O motor da Corrente é a força dinâmica de Azerate como Divindade, Conceito, Chave e Fórmula de consecução mágicka.
A fundamentação da corrente se dá a partir de um vasto sincretismo de ramos e vertentes do Caminho da Mão Esquerda. Tal sincretismo busca sintetizar a essência de cada aspecto que compõe a heterogeneidade e aplicá‐la na consecução das proposições fundamentais. Dentre as diversas tradições que coadunam forças que se combinam na Corrente 218 citamos: a magia do Caos, o Satanismo (Tradicional e Moderno), o Luciferianismo (Tradicional e Moderno), a tradição Draconiana, a tradição Tifoniana, a Bruxaria Sabática, a Qabalah Qliphótica, Thelema, o Tantra, a Quimbanda, o Vodu e cultos ligados à Morte.

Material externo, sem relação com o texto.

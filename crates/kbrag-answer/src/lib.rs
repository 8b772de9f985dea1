pub mod agent;
pub mod chain;
pub mod context;
pub mod llm;
pub mod mode;
pub mod request;
pub mod retriever;
pub mod service;
pub mod shaper;

pub use agent::{AgentRun, AgentStep, AnswerAgent, RetrieveContextTool};
pub use chain::AnswerChain;
pub use context::format_context;
pub use mode::{Answerer, Mode};
pub use request::{ChatPayload, ChatRequest, ChatResponse};
pub use retriever::Retriever;
pub use service::RagService;
pub use shaper::{Match, MatchMeta, PageRef, ResultShaper};
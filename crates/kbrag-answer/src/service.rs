use std::path::Path;
use std::sync::Arc;
use std::time::Instant;
use tracing::info;

use kbrag_core::config::{RetrievalSettings, Settings};
use kbrag_core::Result;
use kbrag_embed::get_default_embedder;
use kbrag_vector::IndexStore;

use crate::agent::{AnswerAgent, RetrieveContextTool};
use crate::chain::AnswerChain;
use crate::llm::{ChatModel, OpenAiChatModel};
use crate::mode::{Answerer, Mode};
use crate::request::{ChatPayload, ChatRequest, ChatResponse};
use crate::retriever::Retriever;
use crate::shaper::ResultShaper;

/// Validates requests, dispatches to the chosen mode and attaches matches.
pub struct RagService {
    store: Arc<IndexStore>,
    model_id: String,
    chain: AnswerChain,
    agent: AnswerAgent,
    shaper: ResultShaper,
    retrieval: RetrievalSettings,
}

impl RagService {
    pub fn new(store: Arc<IndexStore>, model: Arc<dyn ChatModel>, settings: &Settings) -> Self {
        let retriever = Retriever::new(store.clone());
        let chain = AnswerChain::new(retriever.clone(), model.clone(), settings.chat.chain_temperature);
        let tool = RetrieveContextTool::new(retriever, settings.retrieval.max_k);
        let agent = AnswerAgent::new(tool, model.clone(), settings.chat.agent_temperature, settings.chat.max_agent_steps);
        Self {
            shaper: ResultShaper::new(store.clone()),
            model_id: model.model_id().to_string(),
            store,
            chain,
            agent,
            retrieval: settings.retrieval.clone(),
        }
    }

    /// Remote embedder (or the fake one), OpenAI-compatible chat model and the
    /// LanceDB index under `data.index_dir` resolved against `base_dir`.
    pub fn from_settings(settings: &Settings, base_dir: &Path) -> Result<Self> {
        let embedder = get_default_embedder(&settings.embedding)?;
        let store = Arc::new(IndexStore::lance(settings.data.index_dir_path(base_dir), embedder));
        let model: Arc<dyn ChatModel> = Arc::new(OpenAiChatModel::from_settings(&settings.chat)?);
        Ok(Self::new(store, model, settings))
    }

    pub fn store(&self) -> &Arc<IndexStore> {
        &self.store
    }

    pub fn model_id(&self) -> &str {
        &self.model_id
    }

    pub async fn chat_json(&self, body: &str) -> Result<ChatResponse> {
        self.chat(ChatPayload::from_json(body)?).await
    }

    pub async fn chat(&self, payload: ChatPayload) -> Result<ChatResponse> {
        let request = payload.validate(&self.retrieval)?;
        self.answer(&request).await
    }

    pub async fn answer(&self, request: &ChatRequest) -> Result<ChatResponse> {
        let started = Instant::now();
        let answer = self.answerer(request.mode).answer(&request.query, request.k).await?;
        let answered_ms = started.elapsed().as_millis();
        let matches = self.shaper.matches(&request.query, request.k).await?;
        info!(
            mode = %request.mode,
            k = request.k,
            matches = matches.len(),
            answer_ms = answered_ms,
            total_ms = started.elapsed().as_millis(),
            "chat answered"
        );
        Ok(ChatResponse { mode: request.mode, model: self.model_id.clone(), answer, matches })
    }

    fn answerer(&self, mode: Mode) -> &dyn Answerer {
        match mode {
            Mode::Chain => &self.chain,
            Mode::Agent => &self.agent,
        }
    }
}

Atualmente o Templo da Luz Negra na Suécia é o maior expoente relacionado à corrente anticósmica. O Templo é a evolução do trabalho iniciado pela Ordem Misantrópica Luciferiana (MLO). Seus principais trabalhos literários publicados são Liber Azerate, Liber Falxifer — The Book of the Left‐Handed Reaper e Quimbanda — Vägen till det Vänstra Riket.
Uma das principais manifestações artísticas relacionadas à Corrente 218 é o singular álbum Reinkaos, último trabalho da banda Dissection.
Algumas Divindades Anticósmicas
Kali e Shiva
Deuses hindus que conduzem à liberação removendo a ilusão do Ego. Kali é a toda‐consumidora do tempo (Kal), Deusa que traz Morte à falsa consciência, pois está além de Maya. Kali é uma das variadas formas de Devi, Mãe compassiva que traz liberação (moksha) aos seus filhos. Seus devotos adoram‐na com amor incondicional. É conhecida e adorada por vários nomes: Kalikamata, Kali Ma, Bhavatarini, Dakshineshvara, Kalaratri, Kottavei, Kalighat e Negra Mãe Divina.
Kali Ma é a dissolução e a destruição. Foi graças a ela que os deuses, feitos Shiva, puderam destruir Raktabija, pois Kali consumiu todo o sangue que jorrava dos ferimentos de Raktabija e ele não pôde mais se reproduzir.
Shiva é o Deus da destruição e regeneração, fogo consumidor da transformação, cujo olhar relampeja e destrói violentamente. É um dos Três formadores da Trimurti hindu. Shiva é chamado o Destruidor. Shiva e Kali
costumam ser adorados em crematórios a céu aberto, pois aludem à transitoriedade da vida material. O Lingam está para Shiva como a Yoni está para Kali: na destruição estão os elementos da geração.
Apsu
Deus primevo sumero‐acadiano das águas doces do submundo. Primeiro consorte de Tiamat.
Tiamat
Deusa Dragão senhora do Caos e das águas salgadas. Deusa das águas abissais e do oceano primevo. Na mitologia sumeriana é chamada Nammu. É provavelmente uma das divindades mais antigas do panteão sumeriano.
Kingu
Deus Dragão, filho de Tiamat. Seu sangue foi utilizado para criar a humanidade segundo o mito babilônio. Tiamat o tomou como esposo após a morte de Apsu.
Lúcifer
Insígnia máxima da não‐servidão, da rebeldia, do conhecimento aplicado e esclarecido. Beleza sem mácula. Portador do Archote, da Luz que guia “seus filhos” no tortuoso caminho da liberação.
Lilith
Negra Mãe Divina, Rainha da Noite e das Bestas da Escuridão, personificação da plena força feminina. Mãe, Bruxa, Irmã, Anciã e Meretriz. Egrégora primitiva do Lado Obscuro da Alma.
¹ Ea: deus das águas doces; patrono da magia e da sabedoria; dizia‐se que era onisciente.
² Tiamat e Kingu são chamados Dragões do Caos.
³ Segundo o mito babilônio, Marduk criou a humanidade com o sangue de Kingu.
Publicado originalmente em Lucifer Luciferax VII, páginas 15 à 21.